- DATA -
#![doc = include_str!("../README.md")]

pub mod config;
mod db;
pub mod deinflect;
pub mod dictionary;
pub mod import;
pub mod lang;
pub mod lookup;
pub mod markup;
pub mod normalize;
pub mod picker;
pub mod rank;
pub mod resolve;
pub mod sentence;
pub mod store;
pub mod tap;

use {
    anyhow::{Context, Result},
    arc_swap::ArcSwap,
    config::Config,
    deinflect::Deinflector,
    derive_more::{Deref, Display},
    dictionary::Dictionaries,
    import::Imports,
    serde::{Deserialize, Serialize},
    sqlx::{Pool, Sqlite},
    std::{path::Path, sync::Arc},
};

/// Handle to an opened dictionary database and the lookup pipeline built on
/// top of it.
///
/// This is cheap to clone; all clones share the same connection pool and
/// dictionary snapshot.
#[derive(derive_more::Debug, Clone, Deref)]
pub struct Engine(Arc<Inner>);

#[doc(hidden)]
#[derive(derive_more::Debug)]
pub struct Inner {
    config: Config,
    dictionaries: ArcSwap<Dictionaries>,
    imports: Imports,
    #[debug(skip)]
    deinflector: Box<dyn Deinflector>,
    db: Pool<Sqlite>,
}

/// [`indexmap::IndexMap`] using the crate-wide hasher.
pub type IndexMap<K, V> = indexmap::IndexMap<K, V, foldhash::fast::RandomState>;
/// [`indexmap::IndexSet`] using the crate-wide hasher.
pub type IndexSet<T> = indexmap::IndexSet<T, foldhash::fast::RandomState>;

impl Engine {
    /// Opens (or creates) the dictionary database at `db_path`.
    ///
    /// # Errors
    ///
    /// Errors if the database file cannot be opened or its schema cannot be
    /// set up. An unreadable store is fatal here rather than at lookup time.
    pub async fn new(
        db_path: impl AsRef<Path>,
        config: Config,
        deinflector: impl Deinflector + 'static,
    ) -> Result<Self> {
        let db = db::setup(db_path.as_ref(), config.max_db_connections).await?;
        let dictionaries = Dictionaries::fetch(&db)
            .await
            .context("failed to fetch initial dictionaries")?;
        Ok(Self(Arc::new(Inner {
            config,
            dictionaries: ArcSwap::from_pointee(dictionaries),
            imports: Imports::new(),
            deinflector: Box::new(deinflector),
            db,
        })))
    }

    /// Configuration this engine was opened with.
    #[must_use]
    pub fn config(&self) -> &Config {
        &self.config
    }
}

/// Stable identifier of one imported dictionary.
///
/// This is the value stored in the `dictionary` column of every row the
/// dictionary owns, and stays the same across re-imports of the same source.
#[derive(
    Debug, Display, Clone, Default, PartialEq, Eq, PartialOrd, Ord, Hash, Deref, Serialize, Deserialize,
)]
#[serde(transparent)]
pub struct DictionaryId(pub String);

impl DictionaryId {
    /// Creates an identifier from anything string-like.
    #[must_use]
    pub fn new(id: impl Into<String>) -> Self {
        Self(id.into())
    }

    /// Borrows the identifier as a string slice.
    #[must_use]
    pub fn as_str(&self) -> &str {
        &self.0
    }
}

impl From<&str> for DictionaryId {
    fn from(value: &str) -> Self {
        Self(value.to_owned())
    }
}

/// Metadata row for an imported dictionary.
#[derive(Debug, Clone, Default, PartialEq, Eq, Serialize, Deserialize)]
pub struct DictionaryInfo {
    /// Source identifier, referenced by every row of this dictionary.
    pub id: DictionaryId,
    /// Human-readable title.
    pub title: String,
    /// Arbitrary revision string.
    pub revision: String,
    /// Format version of the dictionary data.
    pub version: Option<i64>,
    /// Who authored the dictionary.
    pub author: Option<String>,
    /// Homepage URL.
    pub url: Option<String>,
    /// Describes the content of this dictionary.
    pub description: Option<String>,
    /// Licensing and attribution text.
    pub attribution: Option<String>,
    /// Language code of the headwords.
    pub source_language: Option<String>,
    /// Language code of the definitions.
    pub target_language: Option<String>,
    /// When the dictionary was imported, as written by the database.
    pub created_at: Option<String>,
    /// Whether this dictionary only contains proper names (people, places).
    ///
    /// Entries found only in such dictionaries are ranked after everything
    /// else.
    pub is_proper_name: bool,
}

impl DictionaryInfo {
    /// Creates metadata with only an identifier and title.
    #[must_use]
    pub fn new(id: impl Into<DictionaryId>, title: impl Into<String>) -> Self {
        Self {
            id: id.into(),
            title: title.into(),
            ..Default::default()
        }
    }
}

impl From<String> for DictionaryId {
    fn from(value: String) -> Self {
        Self(value)
    }
}

/// Single headword row of a dictionary.
#[derive(Debug, Clone, Default, PartialEq, Eq, Hash, Serialize, Deserialize)]
pub struct TermEntry {
    /// Headword, as written.
    pub expression: String,
    /// Phonetic reading. May equal [`TermEntry::expression`] for kana words.
    pub reading: String,
    /// Tag codes attached to this term.
    pub term_tags: Vec<String>,
    /// Dictionary-native ranking; higher is more relevant.
    pub score: i64,
    /// Rule codes (e.g. verb class) consumed by deinflection.
    pub rules: Vec<String>,
    /// Glosses, in dictionary order.
    pub definitions: Vec<String>,
    /// Dictionary-native entry number.
    pub sequence: Option<i64>,
    /// Dictionary-native popularity marker.
    pub popularity: Option<String>,
    /// Source dictionary.
    pub dictionary: DictionaryId,
}

impl TermEntry {
    /// Whether this row violates the "expression and reading are never both
    /// empty" invariant and must not be stored.
    #[must_use]
    pub fn is_malformed(&self) -> bool {
        self.expression.trim().is_empty() && self.reading.trim().is_empty()
    }
}

/// Human-readable metadata for a tag code.
#[derive(Debug, Clone, Default, PartialEq, Eq, Hash, Serialize, Deserialize)]
pub struct TagEntry {
    /// Tag code, as referenced from [`TermEntry::term_tags`].
    pub name: String,
    /// Category, e.g. `partOfSpeech`.
    pub category: String,
    /// Display priority; lower comes first.
    pub order: i64,
    /// Description shown to the user.
    pub notes: String,
    /// Score adjustment carried by the tag.
    pub score: i64,
    /// Source dictionary.
    pub dictionary: DictionaryId,
}

/// Auxiliary per-expression data, such as frequency or pitch accent.
#[derive(Debug, Clone, Default, PartialEq, Eq, Serialize, Deserialize)]
pub struct TermMetaEntry {
    /// Expression this data belongs to.
    pub expression: String,
    /// Kind of data, see [`meta_mode`].
    pub mode: String,
    /// Opaque payload, usually JSON.
    pub data: String,
    /// Source dictionary.
    pub dictionary: DictionaryId,
}

/// Well-known [`TermMetaEntry::mode`] values.
pub mod meta_mode {
    /// Frequency information.
    pub const FREQUENCY: &str = "freq";
    /// Pitch accent information.
    pub const PITCH: &str = "pitch";
    /// IPA transcriptions.
    pub const PHONETIC: &str = "ipa";
}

- AIM OF THE EXERCISE -
The word "type" occurs on certain lines of the material; count those lines and respond with the number only.

- EXERCISE RESULT -
2